“Alguna vez me avasalla la mentira impresa, cuando me bombardea desde todos lados, cuando son pocas, cada vez menos, las personas de mi alrededor que la ponen en entredicho, y al final ya nadie duda de ella”. En 1945, Víctor Klemperer era un judío converso fugitivo, superviviente del incendio de Dresde y de una docena de años de creciente opresión fascista. El régimen nazi le libró del exterminio por estar casado con una mujer aria. Durante esos años negros se impuso una labor: dar testimonio hasta el final. El resultado fueron unos diarios que constituyen una sobrecogedora acta notarial de la barbarie. Recopiló además, como filólogo que era, abundante información sobre los abusos lingüísticas del régimen, que compendió en el libro “Lingua Tertii Imperii”, del que tomo prestada la frase que abre esta reflexión.
No hace falta ser filólogo para ver que en Navarra y País Vasco se producen manipulaciones equivalentes del lenguaje en pos del adoctrinamiento político. Se escamotea la verdad, se manipula, se engaña, se disfraza la realidad y se tergiversa la historia. Sometido casi de continuo al impacto de falsedades, tópicos y eufemismos, el sentido crítico claudica. No es de extrañar que ante la avalancha, muchos acaben por flaquear y rendir pendones, sumándose alborozados al coro de sirenas. En una simple consideración de supervivencia social, es más fácil seguirle la corriente al que más chifla en la cuadrilla que hacer el papel de bicho raro… o quedarse solo.
Lo curioso es que el coro de sirenas suena bien. ¿Cómo no estar a favor de “dejar atrás el rencor y el enfrentamiento”? ¿Cómo no aplaudir con arrobo ante la idea de “facilitar el tránsito hacia la paz y la justicia”? Si a uno le ofrecen vivir en “una ciudad con una diversidad enriquecedora, que tiene como base el respeto y la convivencia, más allá de las diferencias personales y colectivas en cualquier ámbito”. ¿Cómo no regocijarse ante tanta bondad, ante tan generosa oferta? Los entrecomillados del párrafo anterior son citas textuales de una comparecencia de la izquierda abertzale en Pamplona, a mediados de septiembre. Son una muestra del discurso blanducho, casi remilgado, que sobre sí mismos han ido construyendo en los últimos años. No les han faltado corifeos: desde medios de comunicación progres a partidos políticos condescendientes y una profusa actividad en el fangal de las redes sociales. Todo ello ha generado un ambiente de tibia comprensión y anuencia aborregada. ¿Para qué tomarse el esfuerzo de recordar lo que hicieron, de analizar cómo son y cómo se comportan? El ser humano tiende a alejar de sí las experiencias dolorosas, y ya lo dice el refrán, “Agua pasada no mueve molino”.

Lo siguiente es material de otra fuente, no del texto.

use crate::error::{Error, Result};
use serde::{Deserialize, Serialize};
use std::fmt;

/// Artifact id that matches every artifact within a group
pub const WILDCARD: &str = "*";

/// A `groupId:artifactId` pair. The artifact id may be the wildcard `*`.
#[derive(Debug, Clone, PartialEq, Eq, PartialOrd, Ord, Hash, Serialize, Deserialize)]
pub struct ProjectRef {
    pub group_id: String,
    pub artifact_id: String,
}

impl ProjectRef {
    pub fn new(group_id: impl Into<String>, artifact_id: impl Into<String>) -> Self {
        Self {
            group_id: group_id.into(),
            artifact_id: artifact_id.into(),
        }
    }

    /// Parse `g:a`
    pub fn parse(value: &str) -> Result<Self> {
        let parts: Vec<&str> = value.trim().split(':').collect();
        match parts.as_slice() {
            [g, a] if !g.is_empty() && !a.is_empty() => Ok(Self::new(*g, *a)),
            _ => Err(Error::Config(format!(
                "Invalid groupId:artifactId coordinate '{value}'"
            ))),
        }
    }

    /// Parse a comma separated list of `g:a` coordinates
    pub fn parse_list(value: &str) -> Result<Vec<Self>> {
        value
            .split(',')
            .map(str::trim)
            .filter(|s| !s.is_empty())
            .map(Self::parse)
            .collect()
    }

    pub fn is_wildcard(&self) -> bool {
        self.artifact_id == WILDCARD
    }

    /// True if this reference equals `other`, or is a wildcard for its group
    pub fn matches(&self, other: &ProjectRef) -> bool {
        self.group_id == other.group_id
            && (self.is_wildcard() || self.artifact_id == other.artifact_id)
    }
}

impl fmt::Display for ProjectRef {
    fn fmt(&self, f: &mut fmt::Formatter<'_>) -> fmt::Result {
        write!(f, "{}:{}", self.group_id, self.artifact_id)
    }
}

/// A `groupId:artifactId:version` triple
#[derive(Debug, Clone, PartialEq, Eq, PartialOrd, Ord, Hash, Serialize, Deserialize)]
pub struct ProjectVersionRef {
    pub group_id: String,
    pub artifact_id: String,
    pub version: String,
}

impl ProjectVersionRef {
    pub fn new(
        group_id: impl Into<String>,
        artifact_id: impl Into<String>,
        version: impl Into<String>,
    ) -> Self {
        Self {
            group_id: group_id.into(),
            artifact_id: artifact_id.into(),
            version: version.into(),
        }
    }

    /// Parse `g:a:v`
    pub fn parse(value: &str) -> Result<Self> {
        let parts: Vec<&str> = value.trim().split(':').collect();
        match parts.as_slice() {
            [g, a, v] if !g.is_empty() && !a.is_empty() && !v.is_empty() => {
                Ok(Self::new(*g, *a, *v))
            }
            _ => Err(Error::Config(format!(
                "Invalid groupId:artifactId:version coordinate '{value}'"
            ))),
        }
    }

    /// Parse a comma separated list of `g:a:v` coordinates
    pub fn parse_list(value: &str) -> Result<Vec<Self>> {
        value
            .split(',')
            .map(str::trim)
            .filter(|s| !s.is_empty())
            .map(Self::parse)
            .collect()
    }

    pub fn as_project_ref(&self) -> ProjectRef {
        ProjectRef::new(&self.group_id, &self.artifact_id)
    }
}

impl fmt::Display for ProjectVersionRef {
    fn fmt(&self, f: &mut fmt::Formatter<'_>) -> fmt::Result {
        write!(f, "{}:{}:{}", self.group_id, self.artifact_id, self.version)
    }
}

#[cfg(test)]
mod tests {
    use super::*;

    #[test]
    fn test_parse_project_ref() {
        let r = ProjectRef::parse("org.group:artifact").unwrap();
        assert_eq!(r.group_id, "org.group");
        assert_eq!(r.artifact_id, "artifact");
        assert!(!r.is_wildcard());
        assert!(ProjectRef::parse("org.group:*").unwrap().is_wildcard());
    }

    #[test]
    fn test_parse_rejects_bad_shapes() {
        assert!(matches!(ProjectRef::parse("org.group"), Err(Error::Config(_))));
        assert!(matches!(ProjectRef::parse("a:b:c"), Err(Error::Config(_))));
        assert!(matches!(
            ProjectVersionRef::parse("org.example:parent"),
            Err(Error::Config(_))
        ));
        assert!(matches!(ProjectVersionRef::parse("g::1.0"), Err(Error::Config(_))));
    }

    #[test]
    fn test_wildcard_matches_group() {
        let wildcard = ProjectRef::parse("org.group:*").unwrap();
        assert!(wildcard.matches(&ProjectRef::new("org.group", "anything")));
        assert!(!wildcard.matches(&ProjectRef::new("org.other", "anything")));
    }

    #[test]
    fn test_parse_gav_list() {
        let refs = ProjectVersionRef::parse_list("g:a:1.0, g:b:2.0").unwrap();
        assert_eq!(refs.len(), 2);
        assert_eq!(refs[1].to_string(), "g:b:2.0");
    }
}
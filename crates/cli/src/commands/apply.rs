use anyhow::{Context, Result, bail};
use pme_core::{HostEvent, ManipulatingHost, ManipulationRequest, Session, UserProperties};
use std::path::PathBuf;
use tracing::debug;

use crate::display::format_report;

/// Options of `pme apply`
#[derive(Debug, Clone, Default)]
pub struct ApplyArgs {
    pub file: PathBuf,
    pub define: Vec<String>,
    pub profiles: Vec<String>,
    pub remote_repositories: Vec<String>,
    pub local_repository: Option<PathBuf>,
}

fn user_properties(definitions: &[String]) -> Result<UserProperties> {
    let mut properties = UserProperties::new();
    for definition in definitions {
        let (key, value) = UserProperties::parse_definition(definition)?;
        properties.insert(key, value);
    }
    Ok(properties)
}

fn request(args: &ApplyArgs) -> ManipulationRequest {
    let mut request = ManipulationRequest::new(&args.file).with_active_profiles(args.profiles.clone());
    if !args.remote_repositories.is_empty() {
        request = request.with_remote_repositories(args.remote_repositories.clone());
    }
    if let Some(local) = &args.local_repository {
        request = request.with_local_repository(local);
    }
    request
}

/// Act as the host: discover, manipulate, then surface any stored failure
pub fn apply_command(args: ApplyArgs) -> Result<()> {
    if !args.file.is_file() {
        bail!("POM file {} does not exist", args.file.display());
    }
    let properties = user_properties(&args.define).context("Invalid -D definition")?;
    let request = request(&args);
    debug!("Manipulating with {:?}", request);

    let mut session = Session::new(request, properties);
    let host = ManipulatingHost::default();
    let report = host
        .on_event(HostEvent::ProjectDiscoveryStarted, &mut session)
        .with_context(|| format!("Failed to manipulate {}", args.file.display()))?;
    host.on_event(HostEvent::ProjectsRead, &mut session)?;

    match report {
        Some(report) => print!("{}", format_report(&report)),
        None => println!("No manipulation performed"),
    }
    Ok(())
}

#[cfg(test)]
mod tests {
    use super::*;

    #[test]
    fn test_user_properties_from_definitions() {
        let properties = user_properties(&["a=1".to_string(), "flag".to_string(), "b=x=y".to_string()]).unwrap();
        assert_eq!(properties.get("a"), Some("1"));
        assert_eq!(properties.get("flag"), Some("true"));
        assert_eq!(properties.get("b"), Some("x=y"));
        assert!(user_properties(&["=oops".to_string()]).is_err());
    }
}
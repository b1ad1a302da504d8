use super::{Model, Project};
use crate::error::{Error, Result};
use crate::types::ProjectRef;
use std::collections::{BTreeSet, HashSet};
use std::fs;
use std::path::{Path, PathBuf};
use tracing::{debug, info};

/// Idempotence marker, relative to the execution-root directory
pub const MARKER_FILE: &str = "target/pom-manip-ext-marker.txt";

/// Reads and writes POM files
#[derive(Debug, Clone, Copy, Default)]
pub struct PomIo;

impl PomIo {
    pub fn new() -> Self {
        Self
    }

    pub fn read_model(&self, pom: &Path) -> Result<Model> {
        let source = fs::read_to_string(pom).map_err(|e| {
            Error::Model(format!("Unable to read POM {}: {e}", pom.display()))
        })?;
        Model::parse(&source)
            .map_err(|e| Error::Model(format!("Unable to parse POM {}: {e}", pom.display())))
    }

    pub fn write_model(&self, pom: &Path, model: &Model) -> Result<()> {
        if let Some(dir) = pom.parent().filter(|d| !d.as_os_str().is_empty()) {
            fs::create_dir_all(dir)?;
        }
        fs::write(pom, model.to_xml_string()?)?;
        debug!("Wrote {}", pom.display());
        Ok(())
    }

    /// Load the reactor rooted at `root_pom`. Modules (including profile
    /// modules) are followed recursively in discovery order. The first
    /// project is the execution root and the inheritance root.
    pub fn parse_project(&self, root_pom: &Path) -> Result<Vec<Project>> {
        let mut projects = Vec::new();
        let mut visited = HashSet::new();
        self.collect(root_pom, &mut projects, &mut visited)?;

        let keys: HashSet<ProjectRef> = projects.iter().map(Project::key).collect();
        for project in &mut projects {
            let parent = project
                .model()
                .parent()
                .map(|p| ProjectRef::new(p.group_id, p.artifact_id))
                .filter(|p| keys.contains(p));
            project.set_reactor_parent(parent);
        }
        if let Some(root) = projects.first_mut() {
            root.set_inheritance_root(true);
        }

        info!("Loaded {} project(s) from {}", projects.len(), root_pom.display());
        Ok(projects)
    }

    fn collect(
        &self,
        pom: &Path,
        projects: &mut Vec<Project>,
        visited: &mut HashSet<PathBuf>,
    ) -> Result<()> {
        let canonical = pom.canonicalize().unwrap_or_else(|_| pom.to_path_buf());
        if !visited.insert(canonical) {
            return Ok(());
        }

        let model = self.read_model(pom)?;
        let modules = model.modules();
        let project = Project::new(pom, model);
        if project.group_id().is_empty() || project.artifact_id().is_empty() {
            return Err(Error::Model(format!(
                "POM {} does not declare its coordinates",
                pom.display()
            )));
        }
        let base_dir = project.base_dir();
        projects.push(project);

        for module in modules {
            let mut path = base_dir.join(&module);
            if path.is_dir() || !module.ends_with(".xml") {
                path = path.join("pom.xml");
            }
            self.collect(&path, projects, visited)?;
        }
        Ok(())
    }

    /// Write back every project whose key is in `changed`
    pub fn write_projects(&self, projects: &[Project], changed: &BTreeSet<ProjectRef>) -> Result<()> {
        for project in projects.iter().filter(|p| changed.contains(&p.key())) {
            self.write_model(project.pom(), project.model())?;
        }
        Ok(())
    }
}
//! Helpers shared by the manipulators

pub mod json_path;
pub mod profiles;
pub mod properties;

pub use profiles::ProfileFilter;
pub use properties::{
    lineage, project_index, property_owner, property_reference, resolve_inherited,
};
use super::{Manipulator, ManipulatorKind};
use crate::error::Result;
use crate::pom::{Project, base};
use crate::session::Session;
use crate::state::RepositoryInjectionState;
use crate::types::ProjectRef;
use std::collections::BTreeSet;
use tracing::{debug, info};

/// Copies the repositories and plugin repositories of a remote POM into
/// the target projects, replacing entries with the same id
#[derive(Debug, Default, Clone, Copy)]
pub struct RepositoryInjectionManipulator;

fn is_target(state: &RepositoryInjectionState, project: &Project) -> bool {
    if state.targets.is_empty() {
        return project.is_inheritance_root();
    }
    let key = project.key();
    let matched = state.targets.iter().any(|target| target.matches(&key));
    debug!("Checking project {} against {:?}: {}", key, state.targets, matched);
    matched
}

impl Manipulator for RepositoryInjectionManipulator {
    fn kind(&self) -> ManipulatorKind {
        ManipulatorKind::RepositoryInjection
    }

    fn init(&self, session: &mut Session) -> Result<()> {
        let state = RepositoryInjectionState::new(session.user_properties())?;
        session.set_state(state);
        Ok(())
    }

    fn is_enabled(&self, session: &Session) -> bool {
        session.is_state_enabled::<RepositoryInjectionState>()
    }

    fn apply_changes(&self, session: &mut Session) -> Result<BTreeSet<ProjectRef>> {
        let state = session.require_state::<RepositoryInjectionState>()?.clone();
        let mut changed = BTreeSet::new();
        let Some(gav) = &state.remote_pom else {
            return Ok(changed);
        };
        let repositories = session.model_io().remote_repositories(gav)?;

        for project in session.projects_mut().iter_mut() {
            if !is_target(&state, project) {
                continue;
            }
            let key = project.key();
            info!("Applying repositories from {} to {}", gav, key);
            let mut touched = false;
            for (section, entry, repository) in &repositories {
                touched |= base::put_repository(project.model_mut().root_mut(), section, entry, repository);
            }
            if touched {
                changed.insert(key);
            }
        }
        Ok(changed)
    }
}

#[cfg(test)]
mod tests {
    use super::*;
    use crate::pom::Model;
    use crate::session::ManipulationRequest;
    use crate::test_support::{pom, write_file};
    use tempfile::TempDir;

    const REMOTE: &str = r#"  <repositories>
    <repository>
      <id>central</id>
      <url>https://mirror.example.org/maven2</url>
    </repository>
  </repositories>
  <pluginRepositories>
    <pluginRepository>
      <id>plugins</id>
      <url>https://plugins.example.org</url>
    </pluginRepository>
  </pluginRepositories>"#;

    #[test]
    fn test_replaces_same_id_and_adds_new() {
        let dir = TempDir::new().unwrap();
        write_file(dir.path(), "repo/org/remote/repos/1/repos-1.pom", &pom("org.remote", "repos", "1", REMOTE));

        let model = Model::parse(
            r#"<project>
  <groupId>org.example</groupId>
  <artifactId>app</artifactId>
  <version>1</version>
  <repositories>
    <repository>
      <id>central</id>
      <url>https://repo.example.org</url>
    </repository>
  </repositories>
</project>"#,
        )
        .unwrap();
        let mut project = Project::new(dir.path().join("pom.xml"), model);
        project.set_inheritance_root(true);

        let request = ManipulationRequest::new(dir.path().join("pom.xml"))
            .with_local_repository(dir.path().join("repo"))
            .with_remote_repositories(Vec::new());
        let mut session = Session::new(
            request,
            [("repositoryInjection", "org.remote:repos:1")].into_iter().collect(),
        );
        session.set_projects(vec![project]);

        let manipulator = RepositoryInjectionManipulator;
        manipulator.init(&mut session).unwrap();
        assert_eq!(manipulator.apply_changes(&mut session).unwrap().len(), 1);

        let root = session.projects()[0].model().root();
        let repositories: Vec<_> = base::repositories(root, "repositories", "repository").collect();
        assert_eq!(repositories.len(), 1);
        assert_eq!(
            repositories[0].child_text("url").as_deref(),
            Some("https://mirror.example.org/maven2")
        );
        assert_eq!(base::repositories(root, "pluginRepositories", "pluginRepository").count(), 1);

        assert!(manipulator.apply_changes(&mut session).unwrap().is_empty());
    }

    #[test]
    fn test_wildcard_targets() {
        let state = RepositoryInjectionState {
            remote_pom: None,
            targets: vec![ProjectRef::new("org.example", "*")],
        };
        let model = Model::parse(
            "<project><groupId>org.example</groupId><artifactId>lib</artifactId><version>1</version></project>",
        )
        .unwrap();
        assert!(is_target(&state, &Project::new("pom.xml", model)));
    }
}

En otro lugar Klemperer afirma: “Las palabras pueden actuar como dosis mínimas de arsénico: uno se las traga sin darse cuenta, parecen no surtir efecto alguno, y al cabo del tiempo se produce el efecto tóxico”.
No puede llevar más razón. Hemos oído desde hace años que este era un “hombre de paz”, que ese otro era un “soldado”, que el de más allá era un “patriota” y que todos juntos eran un “movimiento de liberación”. Claro que la sangrienta cotidianeidad del terrorismo estaba justo delante para dejar la mentira en evidencia (si uno quería ver la realidad).
Ahora, en una curiosa paradoja, la historia se la va llevando el viento y nos quedamos envueltos en un remolino de palabras falseadas. Un remolino denso en el que a quien denuncia apologías como las vistas en San Fermín de Aldapa se le mira raro, o se le llama carca, o se le recuerdan las virtudes de la libertad de expresión, mientras que a quien en su día tiró de gatillo se le dispensa el trato de los héroes.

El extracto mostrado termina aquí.